Many dens are located in hollow spaces high in trees -- as much as 100 feet off the ground. It remains unclear just how bears know that these dens, which are often almost invisible, are there. "In some of these large Douglas fir trees you can see where bears have climbed them for many years. Sometimes a trail of bear tracks will spiral around the tree."
Those dens Callas has to pass by, because the hibernating bears are still "very alert," Callas said. If he tranquilized a bear hibernating in a tree and it ended up stumbling out, "it could fall 70 feet," he said.
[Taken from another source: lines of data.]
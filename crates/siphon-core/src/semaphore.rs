//! Counting semaphore bounding in-flight extractions.
//!
//! Uses `Mutex + Condvar` from std. Permits are owned so they can travel
//! into tasks spawned on the worker pool.

use std::sync::{Arc, Condvar, Mutex, MutexGuard, PoisonError};
use std::time::Duration;

/// A counting semaphore that limits concurrent access to a shared resource.
pub struct Semaphore {
    state: Mutex<usize>,
    cond: Condvar,
    permits: usize,
}

/// Owned permit; releases itself on drop.
pub struct Permit(Arc<Semaphore>);

impl Semaphore {
    /// Create a semaphore with `permits` initial permits.
    pub fn new(permits: usize) -> Arc<Self> {
        Arc::new(Self {
            state: Mutex::new(permits),
            cond: Condvar::new(),
            permits,
        })
    }

    fn lock(&self) -> MutexGuard<'_, usize> {
        self.state.lock().unwrap_or_else(PoisonError::into_inner)
    }

    /// Block until a permit is available, then acquire it.
    pub fn acquire(self: &Arc<Self>) -> Permit {
        let guard = self.lock();
        let mut count = self
            .cond
            .wait_while(guard, |count| *count == 0)
            .unwrap_or_else(PoisonError::into_inner);
        *count -= 1;
        Permit(Arc::clone(self))
    }

    /// Permits not currently held
    pub fn available(&self) -> usize {
        *self.lock()
    }

    /// Permits currently held
    pub fn in_use(&self) -> usize {
        self.permits - self.available()
    }

    /// Wait up to `timeout` for every permit to be released.
    pub fn wait_idle(&self, timeout: Duration) -> bool {
        let guard = self.lock();
        let (count, _) = self
            .cond
            .wait_timeout_while(guard, timeout, |count| *count < self.permits)
            .unwrap_or_else(PoisonError::into_inner);
        *count == self.permits
    }
}

impl Drop for Permit {
    fn drop(&mut self) {
        let mut count = self.0.lock();
        *count += 1;
        // Acquirers and idle waiters share the condvar
        self.0.cond.notify_all();
    }
}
As such, he doesn't yet know why some female bears appear to prefer hibernating with their cubs in a tree. "It may be that females are taking their yearlings up off of the ground to protect them from predation by male bears, but we don't know."
Those dens that he can access are made in hollow logs or in trees close to the ground. The same principle that prevents him even looking at dens high in trees applies here: The bear's health and safety come first. "It's not good for the bears" to be disturbed during hibernation, Callas said.
But with his hands-on technique (and courage), he doesn't have to disturb them. Just open the cave, peek in, tranquilize the bear and cub and do your work. By the time the bear wakes up, she'll never even know he was there.